**What the task requires**: Copy every line that contains the string "RpcServer" from the entries below.

= = = =

//! Per-connection reader and writer tasks.
//!
//! Every socket gets a bounded outbound queue registered with the [`Hub`].
//! The writer task drains it, signs each pong and writes it as a frame. The
//! reader task parses incoming frames, dispatches pushes through the
//! [`Router`] and queues the reply on the same connection.

use std::sync::Arc;

use tokio::io::{AsyncRead, AsyncWrite, AsyncWriteExt};
use tokio::sync::mpsc;
use tokio::task::JoinHandle;
use votechain_crypto::SigningAdapter;
use votechain_messages::{error_body, ErrorBody, MessageError, MessageType, Ping, Pong};

use crate::codec::{read_frame, write_ping};
use crate::hub::{ConnectionId, Hub};
use crate::router::Router;

/// Default outbound queue depth per connection.
pub const DEFAULT_QUEUE_CAPACITY: usize = 5;

/// A running connection. Dropping it leaves the tasks running.
pub struct Connection {
    id: ConnectionId,
    reader: JoinHandle<()>,
}

impl Connection {
    pub fn id(&self) -> ConnectionId {
        self.id
    }

    /// Wait until the reader task has finished and the hub has forgotten
    /// the connection.
    pub async fn closed(self) {
        if let Err(e) = self.reader.await {
            tracing::error!(connection = %self.id, error = %e, "reader task panicked");
        }
    }
}

/// Start the reader and writer tasks for `stream`.
///
/// The connection is added to `hub` as pending; registering it under a node
/// id is up to the register handler (inbound) or the dialer (outbound).
pub fn spawn_connection<S>(
    stream: S,
    hub: Arc<Hub>,
    router: Arc<Router>,
    signer: Arc<dyn SigningAdapter>,
    capacity: usize,
) -> Connection
where
    S: AsyncRead + AsyncWrite + Send + 'static,
{
    let (read_half, write_half) = tokio::io::split(stream);
    let (outbound, queue) = mpsc::channel(capacity.max(1));
    let id = hub.add(outbound.clone());
    tracing::debug!(connection = %id, "connection opened");

    tokio::spawn(write_loop(write_half, queue, signer, id));
    let reader = tokio::spawn(read_loop(read_half, outbound, hub, router, id));
    Connection { id, reader }
}

async fn write_loop<W>(
    mut writer: W,
    mut queue: mpsc::Receiver<Pong>,
    signer: Arc<dyn SigningAdapter>,
    id: ConnectionId,
) where
    W: AsyncWrite + Unpin,
{
    while let Some(pong) = queue.recv().await {
        let closing = matches!(
            pong.message,
            MessageType::Disconnect | MessageType::CloseConnection
        );
        let ping = match pong.sign(signer.as_ref()) {
            Ok(ping) => ping,
            Err(e) => {
                tracing::error!(connection = %id, error = %e, "failed to sign outbound message");
                continue;
            }
        };
        if let Err(e) = write_ping(&mut writer, &ping).await {
            tracing::debug!(connection = %id, error = %e, "write failed");
            break;
        }
        if closing {
            tracing::debug!(connection = %id, "closing after {}", ping.message);
            break;
        }
    }
    let _ = writer.shutdown().await;
}

async fn read_loop<R>(
    mut reader: R,
    outbound: mpsc::Sender<Pong>,
    hub: Arc<Hub>,
    router: Arc<Router>,
    id: ConnectionId,
) where
    R: AsyncRead + Unpin,
{
    loop {
        let bytes = match read_frame(&mut reader).await {
            Ok(Some(bytes)) => bytes,
            Ok(None) => break,
            Err(e) => {
                tracing::debug!(connection = %id, error = %e, "read failed");
                break;
            }
        };

        let ping = match Ping::from_slice(&bytes) {
            Ok(ping) => ping,
            Err(MessageError::UnknownMessage(tag)) => {
                tracing::debug!(connection = %id, tag = %tag, "unknown message");
                if outbound
                    .send(Pong::error(ErrorBody::unknown_message(&tag)))
                    .await
                    .is_err()
                {
                    break;
                }
                continue;
            }
            Err(e) => {
                tracing::debug!(connection = %id, error = %e, "malformed frame");
                let reply = Pong::error(ErrorBody::new(error_body::INVALID_DATA, e.to_string()));
                if outbound.send(reply).await.is_err() {
                    break;
                }
                continue;
            }
        };

        match ping.message {
            MessageType::CloseConnection | MessageType::Disconnect => {
                tracing::debug!(connection = %id, message = %ping.message, "peer is closing");
                break;
            }
            message if message.is_reply() => {
                tracing::debug!(connection = %id, %message, body = %ping.body, "reply");
                continue;
            }
            _ => {}
        }

        let router = Arc::clone(&router);
        let pong = match tokio::task::spawn_blocking(move || router.dispatch(&ping, id)).await {
            Ok(pong) => pong,
            Err(e) => {
                tracing::error!(connection = %id, error = %e, "handler panicked");
                Pong::error(ErrorBody::unknown())
            }
        };
        let disconnect = pong.is_disconnect();
        if outbound.send(pong).await.is_err() || disconnect {
            break;
        }
    }
    hub.unregister(id);
    tracing::debug!(connection = %id, "connection closed");
}
//! Ballot parties.

use crate::StoreError;
use serde::{Deserialize, Serialize};
use votechain_types::AddressHash;

/// A candidate that ballots can be cast for.
#[derive(Clone, Debug, PartialEq, Eq, Serialize, Deserialize)]
pub struct Party {
    pub name: String,
    pub address: AddressHash,
}

/// Registry of parties, keyed by address.
pub trait PartyStore: Send + Sync {
    /// Insert or replace a party.
    fn put_party(&self, party: &Party) -> Result<(), StoreError>;

    /// All parties, ordered by address.
    fn list_parties(&self) -> Result<Vec<Party>, StoreError>;
}
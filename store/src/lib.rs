//! Abstract storage traits for the votechain ledger.
//!
//! Every storage backend (LMDB, in-memory for testing) implements these
//! traits. The ledger works on serialized blocks and transactions plus the
//! UTXO deltas it computed, so backends never need to understand block
//! structure.

pub mod error;
pub mod ledger;
pub mod party;
pub mod pending;
pub mod utxo;

pub use error::StoreError;
pub use ledger::{BlockCommit, LedgerStore};
pub use party::{Party, PartyStore};
pub use pending::PendingTransaction;
pub use utxo::Utxo;
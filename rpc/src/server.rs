//! Axum HTTP server.

use std::net::SocketAddr;

use axum::routing::{get, post};
use axum::Router;
use tokio::net::TcpListener;
use tokio::sync::broadcast;

use crate::error::RpcError;
use crate::handlers::{self, RpcState};

/// All routes, bound to `state`.
pub fn router(state: RpcState) -> Router {
    Router::new()
        .route("/vote", post(handlers::vote))
        .route("/parties", get(handlers::parties))
        .route("/balance/:address", get(handlers::balance))
        .route("/metrics", get(handlers::metrics))
        .with_state(state)
}

pub struct RpcServer {
    listener: TcpListener,
    state: RpcState,
}

impl RpcServer {
    pub async fn bind(address: &str, state: RpcState) -> Result<Self, RpcError> {
        let listener = TcpListener::bind(address)
            .await
            .map_err(|e| RpcError::Server(format!("bind {address}: {e}")))?;
        Ok(Self { listener, state })
    }

    pub fn local_addr(&self) -> Result<SocketAddr, RpcError> {
        self.listener
            .local_addr()
            .map_err(|e| RpcError::Server(e.to_string()))
    }

    /// Serve until `shutdown` fires.
    pub async fn run(self, mut shutdown: broadcast::Receiver<()>) -> Result<(), RpcError> {
        let addr = self.local_addr()?;
        tracing::info!(%addr, "RPC server listening");
        axum::serve(self.listener, router(self.state))
            .with_graceful_shutdown(async move {
                let _ = shutdown.recv().await;
            })
            .await
            .map_err(|e| RpcError::Server(e.to_string()))?;
        tracing::info!("RPC server stopped");
        Ok(())
    }
}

= = = =

**Solution to the problem**:
pub struct RpcServer {
impl RpcServer {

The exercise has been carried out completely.